Looking for a Lifetime Mortgage?

January 6, 2021

If you are approaching later life and looking to find ways to finance your way through the pandemic Enable’s IFAs in Bishop’s Stortford can help you look at your options. Recently Lifetime Mortgages have started to become more and more common as property owners look to release some of the cash locked up in the value of their homes. 

Lifetime mortgages are only available to homeowners aged 55 and over. It is a mortgage that offers a kind of equity release that has become an increasingly popular way for retirees to access tax-free cash to boost their pensions or fund home improvements. With a Lifetime Mortgage, there is no need to pay the money back until after the borrower goes into long term care or has passed away. 

The money borrowed of course has to accrue interest and the amount of interest borrowers owe can build up quite quickly so this is the detail to consider. But over the years as more and more lenders have come to offer lifetime mortgages and their average fixed interest rates have also reduced. 

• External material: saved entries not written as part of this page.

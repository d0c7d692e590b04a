use std::io::{self, BufRead, Write};

use poet_relay::{init_tracing, AppConfig, PoetError, WeatherClient, WeatherOutcome};

#[tokio::main]
async fn main() -> Result<(), Box<dyn std::error::Error>> {
    let config = AppConfig::load()?;
    init_tracing(&config.logging.level)?;
    let client = WeatherClient::new(config.weather);

    print!("Enter your location: ");
    io::stdout().flush()?;
    let mut location = String::new();
    io::stdin().lock().read_line(&mut location)?;

    match client.lookup(&location).await {
        Ok(WeatherOutcome::Report(report)) => {
            println!("\nWeather Report:\n");
            println!("{report}");
        }
        Ok(WeatherOutcome::LocationNotFound { location }) => {
            println!(
                "Error: Could not find weather information for '{location}'. Please check the location name."
            );
        }
        Ok(WeatherOutcome::EmptyLocation) => println!("Location cannot be empty."),
        Ok(WeatherOutcome::Failed { status, stderr }) => {
            match status {
                Some(code) => println!("Error fetching weather data. Client exited with status {code}."),
                None => println!("Error fetching weather data. Client was terminated by a signal."),
            }
            if !stderr.is_empty() {
                println!("Details: {stderr}");
            }
        }
        Err(PoetError::ToolUnavailable(program)) => {
            println!("Error: {program} is not installed. Please install {program} to use this tool.");
        }
        Err(err) => {
            tracing::error!(error = %err, "weather lookup failed");
            println!("An unexpected error occurred: {err}");
        }
    }
    Ok(())
}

There is also now a much wider range of providers now than there has been. The traditional equity release lenders such as Canada Life and Legal and General have been joined by high street names such as Nationwide Building Society, Santander, TSB and Lloyds Bank. Nationwide Building Society first launched their range of lifetime mortgages in 2019, by offering these to its existing members and then expanded this to all members of the public. 

The maximum amount of borrowing depends on the borrower’s age and the value of the property in question. There are often fixed interest rates for the life of the mortgage with more and more options for borrowing coming online from a variety of lenders. In 2020 Moneyfacts awarded more than 30-lifetime mortgages from Canada Life with a top-five- or four-star rating for their products. Enable’s experience IFAs can help you look for the right Lifetime Mortgage to suit your circumstances. 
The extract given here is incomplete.